IFComp 2011: Calm
Spoilers follow the break.
We’ve seen games that track the PC’s level of stress before — last year’s Heated, for example — but never with quite such central importance as here. This is a sci-fi story about alien spores that infect people, bind to their cells, and then, if they become too upset, kill them in a matter of minutes. This resulted in a chain reaction where the stress of seeing people die caused more people to die, leading to the collapse of civilization and the near-extermination of the human race.
How did the player character survive? You actually get some choice about that. The introductory dialogue asks you a couple of questions that are effectively a form of character generation.
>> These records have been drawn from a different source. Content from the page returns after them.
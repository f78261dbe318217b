//! Teleinfo group checksum.
//!
//! The checksum of an information group is computed over `LABEL SP VALUE`:
//! the code points are summed, the sum is truncated to its 6 low bits and
//! shifted by 0x20 so that the result is always a printable character.

use crate::constants::{TELEINFO_CHECKSUM_MASK, TELEINFO_CHECKSUM_OFFSET};

/// Computes the checksum character of `payload`.
pub fn checksum(payload: &str) -> char {
    let sum = payload
        .chars()
        .fold(0u32, |acc, c| acc.wrapping_add(c as u32));
    let code = (sum & TELEINFO_CHECKSUM_MASK) + TELEINFO_CHECKSUM_OFFSET;
    // 0x20..=0x5F is always a valid scalar value
    char::from_u32(code).unwrap_or(' ')
}

/// Returns `true` if `checksum` is the checksum character of `payload`.
pub fn validate(payload: &str, checksum: char) -> bool {
    self::checksum(payload) == checksum
}
//! # Frame Sinks
//!
//! A [`FrameSink`] persists completed frames. The reader never talks to a
//! sink directly: it hands frames to a [`SinkHandle`], which stamps the
//! receipt time and queues them for a task that owns the sink. A slow or
//! failing backend therefore never holds up frame capture; when the queue is
//! full the frame is dropped and a warning is logged.

pub mod influx;
pub mod json;

use crate::error::TeleinfoError;
use crate::teleinfo::frame::Frame;
use async_trait::async_trait;
use chrono::{DateTime, Utc};
use log::{debug, error, warn};
use serde::Serialize;
use std::sync::{Arc, Mutex};
use tokio::sync::mpsc::{self, error::TrySendError};
use tokio::task::JoinHandle;

pub use influx::{InfluxConfig, InfluxSink};
pub use json::JsonLinesSink;

/// A frame together with the time it was handed to the sink.
#[derive(Debug, Clone, PartialEq, Serialize)]
pub struct TimestampedFrame {
    #[serde(rename = "time")]
    pub received_at: DateTime<Utc>,
    #[serde(rename = "fields")]
    pub frame: Frame,
}

impl TimestampedFrame {
    pub fn now(frame: Frame) -> Self {
        TimestampedFrame {
            received_at: Utc::now(),
            frame,
        }
    }
}

/// Durable destination of frames.
#[async_trait]
pub trait FrameSink: Send {
    /// Short name used in log messages.
    fn name(&self) -> &'static str;

    async fn write_frame(&mut self, frame: &TimestampedFrame) -> Result<(), TeleinfoError>;

    /// Called once when the sink is shut down.
    async fn flush(&mut self) -> Result<(), TeleinfoError> {
        Ok(())
    }
}

/// Outcome counters of a sink task.
#[derive(Debug, Clone, Copy, Default, PartialEq, Eq)]
pub struct SinkStats {
    pub written: u64,
    pub failed: u64,
}

/// Sending side of a spawned sink task.
pub struct SinkHandle {
    tx: mpsc::Sender<TimestampedFrame>,
    task: JoinHandle<SinkStats>,
}

impl SinkHandle {
    /// Moves `sink` into a new task fed by a queue of `capacity` frames.
    pub fn spawn<S: FrameSink + 'static>(mut sink: S, capacity: usize) -> Self {
        let (tx, mut rx) = mpsc::channel::<TimestampedFrame>(capacity.max(1));

        let task = tokio::spawn(async move {
            let name = sink.name();
            let mut stats = SinkStats::default();

            while let Some(frame) = rx.recv().await {
                match sink.write_frame(&frame).await {
                    Ok(()) => stats.written += 1,
                    Err(e) => {
                        stats.failed += 1;
                        error!("{name}: failed to write frame: {e}");
                    }
                }
            }

            if let Err(e) = sink.flush().await {
                error!("{name}: flush failed: {e}");
            }
            debug!("{name}: sink task stopped ({} written, {} failed)", stats.written, stats.failed);
            stats
        });

        SinkHandle { tx, task }
    }

    /// Stamps `frame` with the current time and queues it without waiting.
    /// Returns `false` if the frame had to be dropped.
    pub fn accept(&self, frame: Frame) -> bool {
        match self.tx.try_send(TimestampedFrame::now(frame)) {
            Ok(()) => true,
            Err(TrySendError::Full(_)) => {
                warn!("Sink queue full, dropping frame");
                false
            }
            Err(TrySendError::Closed(_)) => {
                warn!("Sink task stopped, dropping frame");
                false
            }
        }
    }

    /// Waits for queued frames to be written and stops the sink task.
    pub async fn close(self) -> Result<SinkStats, TeleinfoError> {
        drop(self.tx);
        self.task
            .await
            .map_err(|e| TeleinfoError::Other(format!("sink task failed: {e}")))
    }
}

/// Sink keeping frames in memory, shared between clones.
#[derive(Debug, Clone, Default)]
pub struct MemorySink {
    frames: Arc<Mutex<Vec<TimestampedFrame>>>,
    failing: Arc<Mutex<bool>>,
}

impl MemorySink {
    pub fn new() -> Self {
        Self::default()
    }

    /// Frames written so far, oldest first.
    pub fn frames(&self) -> Vec<Frame> {
        self.records().into_iter().map(|r| r.frame).collect()
    }

    pub fn records(&self) -> Vec<TimestampedFrame> {
        self.frames.lock().map(|f| f.clone()).unwrap_or_default()
    }

    /// Makes subsequent writes fail until reset.
    pub fn set_failing(&self, failing: bool) {
        if let Ok(mut flag) = self.failing.lock() {
            *flag = failing;
        }
    }
}

#[async_trait]
impl FrameSink for MemorySink {
    fn name(&self) -> &'static str {
        "memory"
    }

    async fn write_frame(&mut self, frame: &TimestampedFrame) -> Result<(), TeleinfoError> {
        if self.failing.lock().map(|f| *f).unwrap_or(false) {
            return Err(TeleinfoError::SinkError("memory sink set to fail".into()));
        }
        self.frames
            .lock()
            .map_err(|_| TeleinfoError::SinkError("memory sink poisoned".into()))?
            .push(frame.clone());
        Ok(())
    }
}

#[cfg(test)]
mod tests {
    use super::*;
    use crate::teleinfo::frame::Field;

    fn frame(papp: i64) -> Frame {
        [Field::new("PAPP", papp)].into_iter().collect()
    }

    #[tokio::test]
    async fn test_frames_reach_sink_in_order() {
        let sink = MemorySink::new();
        let handle = SinkHandle::spawn(sink.clone(), 8);
        assert!(handle.accept(frame(1)));
        assert!(handle.accept(frame(2)));

        let stats = handle.close().await.unwrap();
        assert_eq!(stats, SinkStats { written: 2, failed: 0 });
        assert_eq!(sink.frames(), vec![frame(1), frame(2)]);
    }

    #[tokio::test]
    async fn test_write_failures_do_not_stop_the_task() {
        let sink = MemorySink::new();
        sink.set_failing(true);
        let handle = SinkHandle::spawn(sink.clone(), 8);
        handle.accept(frame(1));

        // Let the task consume the first frame before healing the sink
        while handle.tx.capacity() < 8 {
            tokio::task::yield_now().await;
        }
        sink.set_failing(false);
        handle.accept(frame(2));

        let stats = handle.close().await.unwrap();
        assert_eq!(stats, SinkStats { written: 1, failed: 1 });
        assert_eq!(sink.frames(), vec![frame(2)]);
    }

    #[tokio::test(flavor = "current_thread")]
    async fn test_full_queue_drops_without_waiting() {
        let sink = MemorySink::new();
        let handle = SinkHandle::spawn(sink.clone(), 1);
        // On a current-thread runtime the task cannot run before we yield
        assert!(handle.accept(frame(1)));
        assert!(!handle.accept(frame(2)));

        let stats = handle.close().await.unwrap();
        assert_eq!(stats.written, 1);
        assert_eq!(sink.frames(), vec![frame(1)]);
    }

    #[test]
    fn test_timestamped_frame_json_layout() {
        let record = TimestampedFrame {
            received_at: DateTime::parse_from_rfc3339("2024-01-02T03:04:05Z")
                .unwrap()
                .with_timezone(&Utc),
            frame: frame(1289),
        };
        assert_eq!(
            serde_json::to_string(&record).unwrap(),
            r#"{"time":"2024-01-02T03:04:05Z","fields":{"PAPP":1289}}"#
        );
    }
}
You get three choices of initial situation — you start out either in a crumbling supermarket with a large stock of canned food, or traveling about looking for supplies, or in a research lab looking for a cure — and three choices of how you’ve managed to keep calm through the disaster — drugs, meditation exercises, or sociopathic lack of empathy for the suffering of those around you. I’ve tried two of the resulting nine combinations to some length, and can report that the differences have a fairly large effect on how the game proceeds. You wind up exploring the same ruined town regardless, and talking to the same couple of mentally shattered survivors, but you’ll have different initial obstacles and different goals, depending. There are sources of stress that the lack-of-empathy personality simply doesn’t have to worry about, but he doesn’t have any easy way to let go of stress that he does accumulate, whereas meditation is an infinite source of calm, given enough time.
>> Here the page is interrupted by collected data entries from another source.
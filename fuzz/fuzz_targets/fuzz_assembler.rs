#![no_main]

use libfuzzer_sys::fuzz_target;
use teleinfo_rs::FrameAssembler;

fuzz_target!(|data: &[u8]| {
    let mut assembler = FrameAssembler::new();
    let mut frames = 0u64;

    for line in data.split_inclusive(|b| *b == b'\n') {
        if let Some(frame) = assembler.push_line(line) {
            frames += 1;
            assert!(!frame.contains_key("ADCO"));
        }
    }

    let stats = assembler.stats();
    assert_eq!(stats.frames_emitted, frames);
    assert!(stats.fields_accepted + stats.lines_rejected() + stats.lines_before_sync <= data.len() as u64);
});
There even seems to be at least one major choice provided mid-game. It turns out that the spores are actually preserving the lives of those they infect, making you effectively immortal as long as you stay calm. So this gives you a chance to re-evaluate whether curing the infection is a good thing or not, and you apparently have a choice about whether to stop the plague in general or to stop the people who are trying to stop it.
Alas, I haven’t got far enough for such a decision to be meaningful. It’s the sort of game where it’s easy to get stuck. A lot of the puzzles are simulation-driven, rather than requiring singular bits of clever insight, and that means you spend a lot of time fiddling with objects, trying to figure out what’s breakable and what command you need to enter to push a mattress down a stairwell and the like. And given the importance of such details, there are a few dismayingly unclear descriptions — for example, “a gaping hole to the west” in one room is in the wall, and therefore a passageway, and not, as I had thought at first, in the floor, and therefore an obstacle.
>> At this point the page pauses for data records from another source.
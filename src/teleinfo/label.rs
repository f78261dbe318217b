//! Historic-mode label vocabulary.
//!
//! The set of labels carrying integer values is part of the wire contract: a
//! value is parsed as an integer because of its label, never because of its
//! shape. Labels outside [`Label`] are accepted and kept as text.

use std::fmt;

/// Semantic type of a field value.
#[derive(Debug, Clone, Copy, PartialEq, Eq)]
pub enum ValueKind {
    Integer,
    Text,
}

/// Labels emitted by a single-phase meter in historic mode.
#[derive(Debug, Clone, Copy, PartialEq, Eq, Hash)]
pub enum Label {
    /// Meter address (12 digits)
    Adco,
    /// Tariff option (`BASE`, `HC..`, `EJP.`, `BBRx`)
    Optarif,
    /// Subscribed current, A
    Isousc,
    /// Base index, Wh
    Base,
    /// Off-peak hours index, Wh
    Hchc,
    /// Peak hours index, Wh
    Hchp,
    /// Current tariff period
    Ptec,
    /// Instantaneous current, A
    Iinst,
    /// Maximum current called, A
    Imax,
    /// Apparent power, VA
    Papp,
    /// Peak/off-peak hours schedule
    Hhphc,
    /// Meter status word
    Motdetat,
}

impl Label {
    pub const ALL: [Label; 12] = [
        Label::Adco,
        Label::Optarif,
        Label::Isousc,
        Label::Base,
        Label::Hchc,
        Label::Hchp,
        Label::Ptec,
        Label::Iinst,
        Label::Imax,
        Label::Papp,
        Label::Hhphc,
        Label::Motdetat,
    ];

    /// Looks up a label by its wire name. Matching is exact.
    pub fn from_key(key: &str) -> Option<Label> {
        Label::ALL.into_iter().find(|label| label.as_str() == key)
    }

    pub fn as_str(self) -> &'static str {
        match self {
            Label::Adco => "ADCO",
            Label::Optarif => "OPTARIF",
            Label::Isousc => "ISOUSC",
            Label::Base => "BASE",
            Label::Hchc => "HCHC",
            Label::Hchp => "HCHP",
            Label::Ptec => "PTEC",
            Label::Iinst => "IINST",
            Label::Imax => "IMAX",
            Label::Papp => "PAPP",
            Label::Hhphc => "HHPHC",
            Label::Motdetat => "MOTDETAT",
        }
    }

    pub fn kind(self) -> ValueKind {
        match self {
            Label::Base
            | Label::Imax
            | Label::Hchc
            | Label::Iinst
            | Label::Papp
            | Label::Isousc
            | Label::Adco
            | Label::Hchp => ValueKind::Integer,
            Label::Optarif | Label::Ptec | Label::Hhphc | Label::Motdetat => ValueKind::Text,
        }
    }
}

impl fmt::Display for Label {
    fn fmt(&self, f: &mut fmt::Formatter<'_>) -> fmt::Result {
        f.write_str(self.as_str())
    }
}

/// Value kind for any key found on the wire. Unknown keys are text.
pub fn value_kind(key: &str) -> ValueKind {
    Label::from_key(key).map_or(ValueKind::Text, Label::kind)
}

#[cfg(test)]
mod tests {
    use super::*;

    #[test]
    fn test_numeric_set_is_exact() {
        let numeric: Vec<&str> = Label::ALL
            .into_iter()
            .filter(|l| l.kind() == ValueKind::Integer)
            .map(Label::as_str)
            .collect();
        assert_eq!(
            numeric,
            vec!["ADCO", "ISOUSC", "BASE", "HCHC", "HCHP", "IINST", "IMAX", "PAPP"]
        );
    }

    #[test]
    fn test_round_trip_names() {
        for label in Label::ALL {
            assert_eq!(Label::from_key(label.as_str()), Some(label));
            assert_eq!(label.to_string(), label.as_str());
        }
    }

    #[test]
    fn test_unknown_and_case_sensitive_keys_are_text() {
        assert_eq!(value_kind("IINST"), ValueKind::Integer);
        assert_eq!(value_kind("iinst"), ValueKind::Text);
        assert_eq!(value_kind("PEJP"), ValueKind::Text);
        assert_eq!(value_kind(""), ValueKind::Text);
    }
}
Also unclear at first is your stress level. Your mood is described in the status bar, but is “Euphoric” better or worse than “Elated”? For that matter, is either one actually good? Elation isn’t exactly calm, so I was worried at the beginning that my character was getting too excited, that being in too good a mood would be as likely to kill him as being in too bad a mood. It turns out not to work that way, but it took me too long to figure this out.
So, this is a game with a lot of potential, especially in its variability, but it could use some more polish. I think I’m going to wait for a post-Comp release before trying it again.